Attentif aux moindres gestes de Francine, le Chouan disparut dans l’écorce du saule en la voyant se retourner pour chercher des yeux l’ennemie sur laquelle elle veillait par instinct.
Sept ou huit personnes, attirées par le bruit de la voiture, se montrèrent en haut du principal perron et s’écrièrent: —C’est le Gars! c’est lui, le voici! A ces exclamations, d’autres hommes accoururent, et leur présence interrompit la conversation des deux amants. Le marquis de Montauran s’avança précipitamment vers les gentilshommes, leur fit un signe impératif pour leur imposer silence, et leur indiqua le haut de l’avenue par laquelle débouchaient les soldats républicains.

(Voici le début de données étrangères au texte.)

//! End-to-end modal flows: decoded events replayed through the dispatcher.

use core_actions::{DispatchResult, dispatch};
use core_events::InputEvent;
use core_state::{MessageKind, Mode, Session};
use core_text::{LineBuffer, WindowPosition};
use pretty_assertions::assert_eq;
use std::path::Path;

fn session(lines: &[&str], height: usize) -> Session {
    session_at("test.txt", lines, height)
}

fn session_at(path: impl AsRef<Path>, lines: &[&str], height: usize) -> Session {
    Session::new(LineBuffer::from_lines(path.as_ref(), lines), height)
}

fn feed(session: &mut Session, events: &[InputEvent]) -> DispatchResult {
    let mut last = DispatchResult::clean();
    for &event in events {
        last = dispatch(event, session);
        if last.quit {
            break;
        }
    }
    last
}

fn typed(text: &str) -> Vec<InputEvent> {
    text.chars().map(InputEvent::Printable).collect()
}

/// `:` plus the command text plus Enter.
fn command(text: &str) -> Vec<InputEvent> {
    let mut events = vec![InputEvent::Printable(':')];
    events.extend(typed(text));
    events.push(InputEvent::Enter);
    events
}

fn lines(session: &Session) -> Vec<&str> {
    (1..=session.buffer.num_lines())
        .map(|y| session.buffer.line(y).unwrap())
        .collect()
}

#[test]
fn i_enters_insert_and_escape_leaves() {
    let mut s = session(&["abc"], 5);
    feed(&mut s, &typed("i"));
    assert_eq!(s.mode, Mode::Insert);
    feed(&mut s, &[InputEvent::Escape]);
    assert_eq!(s.mode, Mode::Normal);
}

#[test]
fn insert_advances_cursor_through_the_mapper() {
    // ["abc", "def"], insert 'X' at buffer (1,1) -> "aXbc", cursor (2,1)
    let mut s = session(&["abc", "def"], 5);
    feed(&mut s, &[InputEvent::ArrowRight]);
    feed(&mut s, &typed("iX"));
    assert_eq!(lines(&s), vec!["aXbc", "def"]);
    assert_eq!(s.cursor, WindowPosition::new(2, 1));
    assert_eq!(s.mode, Mode::Insert);
}

#[test]
fn backspace_at_document_start_is_a_noop() {
    let mut s = session(&["abc"], 5);
    feed(&mut s, &typed("i"));
    feed(&mut s, &[InputEvent::Backspace]);
    assert_eq!(lines(&s), vec!["abc"]);
    assert_eq!(s.cursor, WindowPosition::new(0, 1));
}

#[test]
fn backspace_at_column_zero_joins_lines() {
    // ["ab", "cd"] with the cursor at (0,2) -> ["abcd"], cursor at the join
    let mut s = session(&["ab", "cd"], 5);
    feed(&mut s, &[InputEvent::ArrowDown]);
    feed(&mut s, &typed("i"));
    feed(&mut s, &[InputEvent::Backspace]);
    assert_eq!(lines(&s), vec!["abcd"]);
    assert_eq!(s.cursor, WindowPosition::new(2, 1));
}

#[test]
fn enter_in_insert_splits_the_line() {
    let mut s = session(&["abcd"], 5);
    feed(&mut s, &[InputEvent::ArrowRight, InputEvent::ArrowRight]);
    feed(&mut s, &typed("i"));
    feed(&mut s, &[InputEvent::Enter]);
    assert_eq!(lines(&s), vec!["ab", "cd"]);
    assert_eq!(s.cursor, WindowPosition::new(0, 2));
}

#[test]
fn split_at_the_bottom_row_scrolls_the_viewport() {
    let mut s = session(&["a", "b"], 2);
    feed(&mut s, &[InputEvent::ArrowDown]);
    feed(&mut s, &typed("i"));
    feed(&mut s, &[InputEvent::Enter]);
    assert_eq!(lines(&s), vec!["a", "", "b"]);
    assert_eq!(s.viewport.offset, 2);
    assert_eq!(s.buffer_cursor().y, 3);
    assert_eq!(s.cursor.y, 2);
}

#[test]
fn arrows_move_without_leaving_insert() {
    let mut s = session(&["one", "two"], 5);
    feed(&mut s, &typed("i"));
    feed(&mut s, &[InputEvent::ArrowDown, InputEvent::ArrowRight]);
    assert_eq!(s.mode, Mode::Insert);
    assert_eq!(s.cursor, WindowPosition::new(1, 2));
}

#[test]
fn o_opens_below_and_enters_insert() {
    let mut s = session(&["abc", "def"], 5);
    feed(&mut s, &typed("o"));
    assert_eq!(lines(&s), vec!["abc", "", "def"]);
    assert_eq!(s.cursor, WindowPosition::new(0, 2));
    assert_eq!(s.mode, Mode::Insert);
}

#[test]
fn capital_o_opens_above_and_stays_normal() {
    let mut s = session(&["abc", "def"], 5);
    feed(&mut s, &[InputEvent::ArrowDown]);
    feed(&mut s, &typed("O"));
    assert_eq!(lines(&s), vec!["abc", "", "def"]);
    // same window row, now the fresh empty line
    assert_eq!(s.cursor, WindowPosition::new(0, 2));
    assert_eq!(s.mode, Mode::Normal);
}

#[test]
fn zero_and_dollar_jump_within_the_line() {
    let mut s = session(&["abcdef"], 5);
    feed(&mut s, &typed("$"));
    assert_eq!(s.cursor, WindowPosition::new(6, 1));
    // '$' lands on the append position, usable directly from insert mode
    feed(&mut s, &typed("iX"));
    assert_eq!(lines(&s), vec!["abcdefX"]);
    feed(&mut s, &[InputEvent::Escape]);
    feed(&mut s, &typed("0"));
    assert_eq!(s.cursor.x, 0);
}

#[test]
fn g_jumps_to_end_of_file_scrolling_the_viewport() {
    let mut s = session(&["1", "2", "3", "4", "5", "6", "7"], 3);
    feed(&mut s, &typed("G"));
    assert_eq!(s.viewport.offset, 5);
    assert_eq!(s.cursor.y, 3);
    assert_eq!(s.buffer_cursor().y, 7);
}

#[test]
fn quit_bang_stops_the_session() {
    let mut s = session(&["abc"], 5);
    let res = feed(&mut s, &command("q!"));
    assert!(res.quit);
    assert!(!s.running);
}

#[test]
fn write_saves_and_stays_in_command_mode() {
    let dir = tempfile::tempdir().unwrap();
    let path = dir.path().join("out.txt");
    let mut s = session_at(&path, &["hello", "world"], 5);
    let res = feed(&mut s, &command("w"));
    assert!(!res.quit);
    assert_eq!(std::fs::read_to_string(&path).unwrap(), "hello\nworld\n");
    // dispatch does not auto-return to Normal; Escape is the way out
    assert_eq!(s.mode, Mode::Command);
    let status = s.status.as_ref().unwrap();
    assert_eq!(status.kind, MessageKind::Info);
    assert!(status.text.contains("2L"));
}

#[test]
fn write_quit_saves_then_stops() {
    let dir = tempfile::tempdir().unwrap();
    let path = dir.path().join("out.txt");
    let mut s = session_at(&path, &["bye"], 5);
    let res = feed(&mut s, &command("wq"));
    assert!(res.quit);
    assert!(!s.running);
    assert_eq!(std::fs::read_to_string(&path).unwrap(), "bye\n");
}

#[test]
fn failed_write_quit_keeps_the_session_alive() {
    let dir = tempfile::tempdir().unwrap();
    let blocker = dir.path().join("blocker");
    std::fs::write(&blocker, "x").unwrap();
    let mut s = session_at(blocker.join("out.txt"), &["data"], 5);
    let res = feed(&mut s, &command("wq"));
    assert!(!res.quit);
    assert!(s.running);
    assert_eq!(s.status.as_ref().unwrap().kind, MessageKind::Error);
    assert_eq!(lines(&s), vec!["data"]);
}

#[test]
fn unknown_commands_are_silently_ignored() {
    let mut s = session(&["abc"], 5);
    feed(&mut s, &command("frobnicate"));
    assert_eq!(s.mode, Mode::Command);
    assert_eq!(lines(&s), vec!["abc"]);
    assert!(s.command_line.is_empty());
    assert!(s.running);
}

#[test]
fn command_backspace_edits_the_accumulator_and_escape_cancels() {
    let mut s = session(&["abc"], 5);
    feed(&mut s, &typed(":wx"));
    feed(&mut s, &[InputEvent::Backspace]);
    assert_eq!(s.command_line.as_str(), "w");
    feed(&mut s, &[InputEvent::Escape]);
    assert_eq!(s.mode, Mode::Normal);
    assert!(s.command_line.is_empty());
}

#[test]
fn find_enters_find_replace_at_the_first_match() {
    // ["foo bar", "bar baz"]: matches (1,4) then (2,0), wrapping navigation
    let mut s = session(&["foo bar", "bar baz"], 5);
    feed(&mut s, &command("find bar"));
    assert_eq!(s.mode, Mode::FindReplace);
    assert_eq!(s.buffer_cursor().x, 4);
    assert_eq!(s.buffer_cursor().y, 1);
    feed(&mut s, &typed("n"));
    assert_eq!(s.buffer_cursor().y, 2);
    assert_eq!(s.buffer_cursor().x, 0);
    feed(&mut s, &typed("n"));
    assert_eq!(s.buffer_cursor().y, 1);
    assert_eq!(s.buffer_cursor().x, 4);
}

#[test]
fn find_scrolls_to_an_offscreen_match() {
    let mut s = session(&["a", "b", "c", "d", "e", "needle f"], 3);
    feed(&mut s, &command("find needle"));
    assert_eq!(s.mode, Mode::FindReplace);
    assert_eq!(s.buffer_cursor().y, 6);
    assert!(s.viewport.contains(6));
}

#[test]
fn find_with_no_match_falls_back_to_normal() {
    let mut s = session(&["nothing here"], 5);
    feed(&mut s, &command("find zzz"));
    assert_eq!(s.mode, Mode::Normal);
    assert!(s.search.is_none());
    assert!(s.status.as_ref().unwrap().text.contains("no match"));
}

#[test]
fn escape_clears_find_replace_state() {
    let mut s = session(&["foo bar"], 5);
    feed(&mut s, &command("find bar"));
    assert!(s.search.is_some());
    feed(&mut s, &[InputEvent::Escape]);
    assert_eq!(s.mode, Mode::Normal);
    assert!(s.search.is_none());
}

#[test]
fn enter_without_replacement_does_nothing() {
    let mut s = session(&["foo bar"], 5);
    feed(&mut s, &command("find bar"));
    let res = feed(&mut s, &[InputEvent::Enter]);
    assert!(!res.dirty);
    assert_eq!(s.mode, Mode::FindReplace);
    assert_eq!(lines(&s), vec!["foo bar"]);
}

#[test]
fn replace_one_advances_then_exhausts_to_normal() {
    let mut s = session(&["foo bar", "bar baz"], 5);
    feed(&mut s, &command("replace bar baz"));
    assert_eq!(s.mode, Mode::FindReplace);
    feed(&mut s, &[InputEvent::Enter]);
    assert_eq!(lines(&s), vec!["foo baz", "bar baz"]);
    assert_eq!(s.mode, Mode::FindReplace);
    assert_eq!(s.buffer_cursor().y, 2);
    feed(&mut s, &[InputEvent::Enter]);
    assert_eq!(lines(&s), vec!["foo baz", "baz baz"]);
    assert_eq!(s.mode, Mode::Normal);
    assert!(s.search.is_none());
}

#[test]
fn replace_all_finishes_in_normal_mode() {
    // "replace bar baz" over ["foo bar", "bar baz"] -> ["foo baz", "baz baz"]
    let mut s = session(&["foo bar", "bar baz"], 5);
    feed(&mut s, &command("replace bar baz"));
    feed(&mut s, &typed("a"));
    assert_eq!(lines(&s), vec!["foo baz", "baz baz"]);
    assert_eq!(s.mode, Mode::Normal);
    assert!(s.search.is_none());
    assert!(s.status.as_ref().unwrap().text.contains("2 replaced"));
}

#[test]
fn malformed_replace_is_a_noop() {
    let mut s = session(&["foo bar"], 5);
    feed(&mut s, &command("replace bar"));
    assert_eq!(s.mode, Mode::Command);
    assert!(s.search.is_none());
    assert_eq!(lines(&s), vec!["foo bar"]);
}

#[test]
fn colon_reaches_command_mode_from_find_replace() {
    let mut s = session(&["foo bar"], 5);
    feed(&mut s, &command("find bar"));
    feed(&mut s, &typed(":"));
    assert_eq!(s.mode, Mode::Command);
    let res = feed(&mut s, &command_tail("q!"));
    assert!(res.quit);
}

/// Command text plus Enter, for when `:` was already pressed.
fn command_tail(text: &str) -> Vec<InputEvent> {
    let mut events = typed(text);
    events.push(InputEvent::Enter);
    events
}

A l’aspect de ces uniformes bleus à revers rouges si connus, et de ces baïonnettes luisantes, les conspirateurs étonnés s’écrièrent: —Seriez-vous donc venu pour nous trahir?

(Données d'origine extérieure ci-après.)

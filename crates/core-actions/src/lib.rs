//! Modal input interpretation: one decoded event in, session mutations out.
//!
//! The dispatcher is the only place that reads [`core_state::Mode`] to decide
//! what an event means. It calls into the coordinate mapper for cursor
//! legality, the line buffer for mutation, and the search engine in
//! find/replace mode; it never touches the terminal.

use core_events::InputEvent;
use core_state::Session;

pub mod dispatcher;

pub use dispatcher::command_parser::{CommandParser, ParsedCommand};

/// Result of dispatching a single input event.
#[derive(Debug, Clone, Copy, PartialEq, Eq)]
pub struct DispatchResult {
    /// A render is needed.
    pub dirty: bool,
    /// The session asked to end; the event loop should exit.
    pub quit: bool,
}

impl DispatchResult {
    pub fn dirty() -> Self {
        Self {
            dirty: true,
            quit: false,
        }
    }

    pub fn clean() -> Self {
        Self {
            dirty: false,
            quit: false,
        }
    }

    pub fn quit() -> Self {
        Self {
            dirty: true,
            quit: true,
        }
    }
}

/// Route one event through the session. See [`dispatcher`] for the per-mode
/// breakdown.
pub fn dispatch(event: InputEvent, session: &mut Session) -> DispatchResult {
    dispatcher::dispatch(event, session)
}
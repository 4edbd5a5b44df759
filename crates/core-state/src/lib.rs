//! Session state: document, viewport, cursor, mode, and the small pieces of
//! interaction state (command accumulator, active search, status message).
//!
//! The session is an owned value threaded by reference through dispatch,
//! rendering, and the binary's event loop. Nothing here is ambient or
//! static, which keeps multiple independent sessions possible and tests
//! deterministic.

use core_model::{CursorCandidate, Viewport};
use core_search::SearchState;
use core_text::{BufferPosition, LineBuffer, WindowPosition};
use tracing::debug;

/// Current modal interpretation context for input events.
#[derive(Debug, Clone, Copy, PartialEq, Eq, Default)]
pub enum Mode {
    /// Navigation and mode-entry keys.
    #[default]
    Normal,
    /// Printable input mutates the buffer at the cursor.
    Insert,
    /// Keys accumulate into the command line until Enter dispatches it.
    Command,
    /// Navigating/replacing the active search's matches.
    FindReplace,
}

impl Mode {
    pub fn name(self) -> &'static str {
        match self {
            Mode::Normal => "NORMAL",
            Mode::Insert => "INSERT",
            Mode::Command => "COMMAND",
            Mode::FindReplace => "FIND",
        }
    }
}

/// The command-line accumulator. Holds the raw text typed after `:`,
/// without the colon itself.
#[derive(Debug, Default, Clone)]
pub struct CommandLine {
    buf: String,
}

impl CommandLine {
    pub fn push(&mut self, ch: char) {
        self.buf.push(ch);
    }

    pub fn backspace(&mut self) {
        self.buf.pop();
    }

    pub fn clear(&mut self) {
        self.buf.clear();
    }

    pub fn as_str(&self) -> &str {
        &self.buf
    }

    pub fn is_empty(&self) -> bool {
        self.buf.is_empty()
    }
}

/// Severity of an ephemeral status message.
#[derive(Debug, Clone, Copy, PartialEq, Eq)]
pub enum MessageKind {
    Info,
    Error,
}

/// A transient status-line message (e.g. save confirmation or failure).
/// Replaced by the next message and cleared by the next mode banner that
/// needs the line.
#[derive(Debug, Clone, PartialEq, Eq)]
pub struct StatusMessage {
    pub kind: MessageKind,
    pub text: String,
}

impl StatusMessage {
    pub fn info(text: impl Into<String>) -> Self {
        Self {
            kind: MessageKind::Info,
            text: text.into(),
        }
    }

    pub fn error(text: impl Into<String>) -> Self {
        Self {
            kind: MessageKind::Error,
            text: text.into(),
        }
    }
}

/// Everything one editing session owns.
pub struct Session {
    pub buffer: LineBuffer,
    pub viewport: Viewport,
    pub cursor: WindowPosition,
    pub mode: Mode,
    pub command_line: CommandLine,
    pub search: Option<SearchState>,
    pub status: Option<StatusMessage>,
    pub running: bool,
}

impl Session {
    /// Start a session over `buffer` with `text_height` usable text rows.
    pub fn new(buffer: LineBuffer, text_height: usize) -> Self {
        debug!(
            target: "session",
            path = %buffer.path().display(),
            lines = buffer.num_lines(),
            text_height,
            "session start"
        );
        Self {
            buffer,
            viewport: Viewport::new(text_height),
            cursor: WindowPosition::origin(),
            mode: Mode::Normal,
            command_line: CommandLine::default(),
            search: None,
            status: None,
            running: true,
        }
    }

    /// The cursor resolved into buffer space.
    pub fn buffer_cursor(&self) -> BufferPosition {
        core_model::to_buffer_position(&self.viewport, self.cursor)
    }

    /// Route a candidate through the coordinate mapper and store the clamped
    /// result. Every cursor-affecting operation funnels through here.
    pub fn set_cursor(&mut self, candidate: CursorCandidate) {
        self.cursor = core_model::set_cursor(&self.buffer, &mut self.viewport, candidate);
    }

    /// Re-legalize the stored cursor against the current document shape.
    /// Called after mutations that may have shortened or removed lines.
    pub fn reclamp_cursor(&mut self) {
        self.set_cursor(self.cursor.into());
    }

    pub fn move_cursor(&mut self, row_delta: isize, col_delta: isize) {
        self.cursor = core_model::move_cursor(
            &self.buffer,
            &mut self.viewport,
            self.cursor,
            row_delta,
            col_delta,
        );
    }

    /// Place the cursor on a buffer position, scrolling the viewport when the
    /// target is outside the visible band (search-result jumps).
    pub fn jump_to(&mut self, target: BufferPosition) {
        self.cursor = core_model::scroll_to_match(&self.buffer, &mut self.viewport, target);
    }

    /// React to a terminal resize: adopt the new text height and re-legalize.
    pub fn resize(&mut self, text_height: usize) {
        self.viewport.height = text_height.max(1);
        self.reclamp_cursor();
    }

    /// Clear interaction state when falling back to Normal mode.
    pub fn cancel_to_normal(&mut self) {
        self.command_line.clear();
        self.search = None;
        self.mode = Mode::Normal;
    }
}
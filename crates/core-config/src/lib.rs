//! Runtime configuration loading.
//!
//! Deliberately small: the editor itself has no configurable feature
//! surface, so the file only carries process-level knobs (log filter,
//! reserved status rows). The path comes from the CLI; when no file is given
//! or the file is absent, defaults apply. Unknown keys are tolerated so the
//! format can grow without breaking older files.

use std::{fs, path::PathBuf};

use anyhow::{Context, Result};
use serde::Deserialize;
use tracing::info;

#[derive(Debug, Deserialize, Clone)]
pub struct LogSection {
    /// Tracing `EnvFilter` directive, e.g. `"info"` or `"dispatch=trace"`.
    #[serde(default = "default_filter")]
    pub filter: String,
}

impl Default for LogSection {
    fn default() -> Self {
        Self {
            filter: default_filter(),
        }
    }
}

fn default_filter() -> String {
    "info".to_string()
}

#[derive(Debug, Deserialize, Clone)]
pub struct ViewportSection {
    /// Terminal rows reserved below the text area for the status line.
    #[serde(default = "default_reserved_rows")]
    pub reserved_rows: u16,
}

impl Default for ViewportSection {
    fn default() -> Self {
        Self {
            reserved_rows: default_reserved_rows(),
        }
    }
}

fn default_reserved_rows() -> u16 {
    1
}

/// On-disk shape of `ferrite.toml`.
#[derive(Debug, Deserialize, Default, Clone)]
pub struct Config {
    #[serde(default)]
    pub log: LogSection,
    #[serde(default)]
    pub viewport: ViewportSection,
}

/// Load configuration from an optional explicit path. `None` and a missing
/// file both yield defaults; a present but unparsable file is an error.
pub fn load_from(path: Option<PathBuf>) -> Result<Config> {
    let Some(path) = path else {
        return Ok(Config::default());
    };
    if !path.exists() {
        info!(target: "config", path = %path.display(), "config file absent, using defaults");
        return Ok(Config::default());
    }
    let raw = fs::read_to_string(&path)
        .with_context(|| format!("reading config {}", path.display()))?;
    let config: Config =
        toml::from_str(&raw).with_context(|| format!("parsing config {}", path.display()))?;
    info!(target: "config", path = %path.display(), filter = config.log.filter.as_str(), "config loaded");
    Ok(config)
}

—Je ne vous avertirais pas du danger, répondit le marquis en souriant avec amertume. —Ces Bleus, reprit-il après une pause, forment l’escorte de cette jeune dame dont la générosité nous a miraculeusement délivrés d’un péril auquel nous avons failli succomber dans une auberge d’Alençon. Nous vous conterons cette aventure. Mademoiselle et son escorte sont ici sur ma parole, et doivent être reçus en amis.

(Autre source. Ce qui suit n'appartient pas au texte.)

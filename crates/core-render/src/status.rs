//! Status line composition.
//!
//! Composition is separated from terminal styling: this module decides *what*
//! the status line says, the binary decides colors and attributes per
//! variant. Priority: an active mode banner wins; the ephemeral message is
//! only shown while in Normal mode, where the line is otherwise empty.

use core_state::{MessageKind, Mode, Session};

/// What the status line should show this frame.
#[derive(Debug, Clone, PartialEq, Eq)]
pub enum StatusLine {
    /// Nothing to say (Normal mode, no pending message).
    Empty,
    /// `-- INSERT --` style banner.
    ModeBanner(&'static str),
    /// The live command accumulator, colon included.
    CommandEcho(String),
    /// The quoted active needle while navigating matches.
    SearchBanner(String),
    /// An ephemeral message surfaced from the last command.
    Message { kind: MessageKind, text: String },
}

impl StatusLine {
    /// Plain-text rendition (what lands on screen, before styling).
    pub fn text(&self) -> String {
        match self {
            StatusLine::Empty => String::new(),
            StatusLine::ModeBanner(banner) => (*banner).to_string(),
            StatusLine::CommandEcho(echo) => echo.clone(),
            StatusLine::SearchBanner(banner) => banner.clone(),
            StatusLine::Message { text, .. } => text.clone(),
        }
    }
}

pub fn compose_status(session: &Session) -> StatusLine {
    match session.mode {
        Mode::Insert => StatusLine::ModeBanner("-- INSERT --"),
        Mode::Command => StatusLine::CommandEcho(format!(":{}", session.command_line.as_str())),
        Mode::FindReplace => {
            let needle = session
                .search
                .as_ref()
                .map(|s| s.needle())
                .unwrap_or_default();
            StatusLine::SearchBanner(format!("\"{needle}\""))
        }
        Mode::Normal => match &session.status {
            Some(message) => StatusLine::Message {
                kind: message.kind,
                text: message.text.clone(),
            },
            None => StatusLine::Empty,
        },
    }
}
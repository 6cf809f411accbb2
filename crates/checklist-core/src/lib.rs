//! Checklist Core
//!
//! Platform-free model behind the confluence checklist:
//! - coerce: total integer parsing and percent formatting
//! - row / checklist: rows, sections and their accessors
//! - snapshot / store: persisted record and the storage seam
//! - summary: per-section totals rolled up into a confidence label
//! - controller: the single owner of the model, driving every mutation

mod coerce;
mod error;
mod row;
mod layout;
mod checklist;
mod snapshot;
mod store;
mod summary;
mod controller;

pub use coerce::{to_int, format_percent, format_signed_percent};
pub use error::{ChecklistError, ChecklistResult};
pub use row::{Row, Toggle, ValueCell};
pub use layout::{Layout, SectionSpec, RowSpec, ValueOverride};
pub use checklist::{Checklist, Section, SUMMARY_SECTIONS};
pub use snapshot::{Snapshot, SnapshotMeta, SavedRow};
pub use store::{SnapshotStore, MemoryStore, STORAGE_KEY};
pub use summary::{Confidence, Summary};
pub use controller::{ChecklistController, EditMode, ChecklistEvent, SubscriptionId};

Madame du Gua et Francine étaient arrivées jusqu’au perron, le marquis présenta galamment la main à mademoiselle de Verneuil, le groupe de gentilshommes se partagea en deux haies pour les laisser passer, et tous essayèrent d’apercevoir les traits de l’inconnue; car madame du Gua avait déjà rendu leur curiosité plus vive en leur faisant quelques signes à la dérobée. Mademoiselle de Verneuil vit dans la première salle une grande table parfaitement servie, et préparée pour une vingtaine de convives. Cette salle à manger communiquait à un vaste salon où l’assemblée se trouva bientôt réunie. Ces deux pièces étaient en harmonie avec le spectacle de destruction qu’offraient les dehors du château. Les boiseries de noyer poli, mais de formes rudes et grossières, saillantes, mal travaillées, étaient disjointes et semblaient près de tomber. Leur couleur sombre ajoutait encore à la tristesse de ces salles sans glaces ni rideaux, où quelques meubles séculaires et en ruine s’harmoniaient avec cet ensemble de débris. Marie aperçut des cartes géographiques, et des plans déroulés sur une grande table; puis, dans les angles de l’appartement, des armes et des carabines amoncelées. Tout témoignait d’une conférence importante entre les chefs des Vendéens et ceux des Chouans. Le marquis conduisit mademoiselle de Verneuil à un immense fauteuil vermoulu qui se trouvait auprès de la cheminée, et Francine vint se placer derrière sa maîtresse en s’appuyant sur le dossier de ce meuble antique.
—Vous me permettrez bien de faire un moment le maître de maison, dit le marquis en quittant les deux étrangères pour se mêler aux groupes formés par ses hôtes.